Updated 05th November 2020 | 11:05 IST
The Scholarship scam, during which money meant for poor minority students is siphoned off, isn’t limited to Jharkhand but has crossed state borders.
Investigating entries, district by district, on the National Scholarship Portal (NSP) and matching them with beneficiary bank accounts within the Public Finance Management System (PFMS), The Indian Express has found several cases of the pre-Matric scholarship being illegally diverted by middlemen in Bihar also.
In a remarkable parallel with the scam in Jharkhand, records show that Manu Indian Public School in Gaya’s Banke Bazaar Block has as many as 134 beneficiaries, including 128 who stay during a hostel thereby being eligible for the very best scholarship slab of Rs 10,700 per annum.
But The Indian Express visited the varsity to seek out a partially painted two-storey structure during a deserted field — it had been locked. About 2 km away, school owner Rajiv Kumar scrolled through the list of beneficiaries and said all were “fake”, which the varsity didn’t have a hostel.
“There are 150 students within the school but only seven from minority communities. I even have never verified any scholarship application. Someone had called last year, asking me to fill the forms for a student scholarship. I didn’t agree. we’ve been cheated,” Kumar said.
About 20 km away, at Binda village in Barachatti Block, The Indian Express tracked down two of those beneficiaries, listed in records as Class 7 students who received Rs 5,700 each for 2019-20. one among them is Mohammad Arshad Ansari, 20, an apprentice barber at an area salon. the opposite is his neighbour Shaiyma Parveen, 16, who may be a Class 10 student during a government school.
“I never studied in Manu Indian Public School, and that i don’t know who this scholarship is for. I cleared Class 10 from a government school two years ago. I got the cash this year after the shape was filled by an area person on my behalf. a number of my neighbours also filled the forms, but they need not received any money,” Mohammad Ansari said.
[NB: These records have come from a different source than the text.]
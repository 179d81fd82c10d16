//! The errors that can occur.

use std::time::Duration;
use thiserror::Error;

/// A type alias for `Result<T, Error>`.
pub type Result<T> = std::result::Result<T, Error>;

/// The possible errors that can occur.
///
/// The pipeline orchestrator decides retry-vs-surface by pattern matching on
/// this closed set of kinds, never on raw provider message text.
#[derive(Debug, Error)]
pub enum Error {
    /// The supplied video reference does not match a known URL or id shape.
    #[error("Invalid video reference: {0}")]
    InvalidReference(String),
    /// The provider reported the video missing, private or region-blocked.
    #[error("Video unavailable: {0}")]
    VideoUnavailable(String),
    /// A transport-level provider failure (5xx, throttling, connection loss).
    #[error("Provider error: {message}")]
    Provider {
        /// The raw HTTP status, when the failure came with one.
        status: Option<u16>,
        /// The underlying message, kept for diagnostics.
        message: String,
    },
    /// The catalog carries no stream combination the selector can use.
    #[error("No suitable format: {0}")]
    NoSuitableFormat(String),
    /// A stream transfer failed mid-flight.
    #[error("Stream transfer failed: {0}")]
    Transfer(String),
    /// The remux subprocess reported an error.
    #[error("Failed to merge streams: {0}")]
    Mux(String),
    /// Both the primary and the secondary provider attempts failed.
    #[error("Both providers failed; primary: {primary}; secondary: {secondary}")]
    Fallback {
        primary: Box<Error>,
        secondary: Box<Error>,
    },

    /// An error occurred while interacting with the file system.
    #[error("An IO error occurred: {0}")]
    Io(#[from] std::io::Error),
    /// An error occurred while talking HTTP.
    #[error("An error occurred while fetching: {0}")]
    Http(#[from] reqwest::Error),
    /// An error occurred while parsing JSON.
    #[error("An error occurred while parsing JSON: {0}")]
    Json(#[from] serde_json::Error),
    /// An error occurred due to a timeout.
    #[error("Operation timed out after {0:?}")]
    Timeout(Duration),
    /// An error occurred manipulating a path.
    #[error("An invalid path was provided: {0}")]
    Path(String),
    /// An error occurred while running a command.
    #[error("Failed to execute command: {0}")]
    Command(String),
}

impl Error {
    /// Whether the orchestrator may retry the whole pipeline against the
    /// fallback provider after this failure.
    ///
    /// `InvalidReference` and `VideoUnavailable` are terminal: a second
    /// provider would answer the same. `Mux` and `Timeout` are terminal too,
    /// since both come from the remux subprocess and its inputs would not
    /// change on a retry.
    pub fn is_recoverable(&self) -> bool {
        matches!(
            self,
            Error::Provider { .. }
                | Error::NoSuitableFormat(_)
                | Error::Transfer(_)
                | Error::Http(_)
        )
    }

    /// The pipeline stage this error belongs to, for log context.
    pub fn stage(&self) -> &'static str {
        match self {
            Error::InvalidReference(_) => "reference",
            Error::VideoUnavailable(_) | Error::Provider { .. } => "resolve",
            Error::NoSuitableFormat(_) => "select",
            Error::Transfer(_) | Error::Http(_) => "fetch",
            Error::Mux(_) | Error::Command(_) | Error::Timeout(_) => "mux",
            Error::Fallback { .. } => "fallback",
            _ => "pipeline",
        }
    }
}

#[cfg(test)]
mod tests {
    use super::*;

    #[test]
    fn recoverable_kinds_allow_fallback() {
        let recoverable = [
            Error::Provider {
                status: Some(503),
                message: "service unavailable".to_string(),
            },
            Error::NoSuitableFormat("no combined stream".to_string()),
            Error::Transfer("connection reset".to_string()),
        ];
        for error in recoverable {
            assert!(error.is_recoverable(), "{error} should be recoverable");
        }
    }

    #[test]
    fn terminal_kinds_skip_fallback() {
        let terminal = [
            Error::InvalidReference("not-an-id".to_string()),
            Error::VideoUnavailable("private video".to_string()),
            Error::Mux("ffmpeg exited with code 1".to_string()),
            Error::Timeout(Duration::from_secs(300)),
        ];
        for error in terminal {
            assert!(!error.is_recoverable(), "{error} should be terminal");
        }
    }

    #[test]
    fn fallback_error_aggregates_both_messages() {
        let error = Error::Fallback {
            primary: Box::new(Error::Provider {
                status: Some(429),
                message: "throttled".to_string(),
            }),
            secondary: Box::new(Error::VideoUnavailable("gone".to_string())),
        };

        let message = error.to_string();
        assert!(message.contains("throttled"));
        assert!(message.contains("gone"));
    }
}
He claimed that he didn’t pay any money to the middleman.
Parveen showed her ID card from Indira Kanya Ucha Vidyalaya, a government school nearby. “I received Rs 5,700 this year. an educator came to our college and took down our names. that’s how I got the cash,” she said.
PMFS records show that a 3rd beneficiary within the village, Manual Ansari, received Rs 10,700 this year. Speaking on his behalf, his father Imteyaz Ansari said: “The middleman took half the quantity. My son works as a tailor and passed Class 10 a couple of years ago.” The records don’t list the school’s name.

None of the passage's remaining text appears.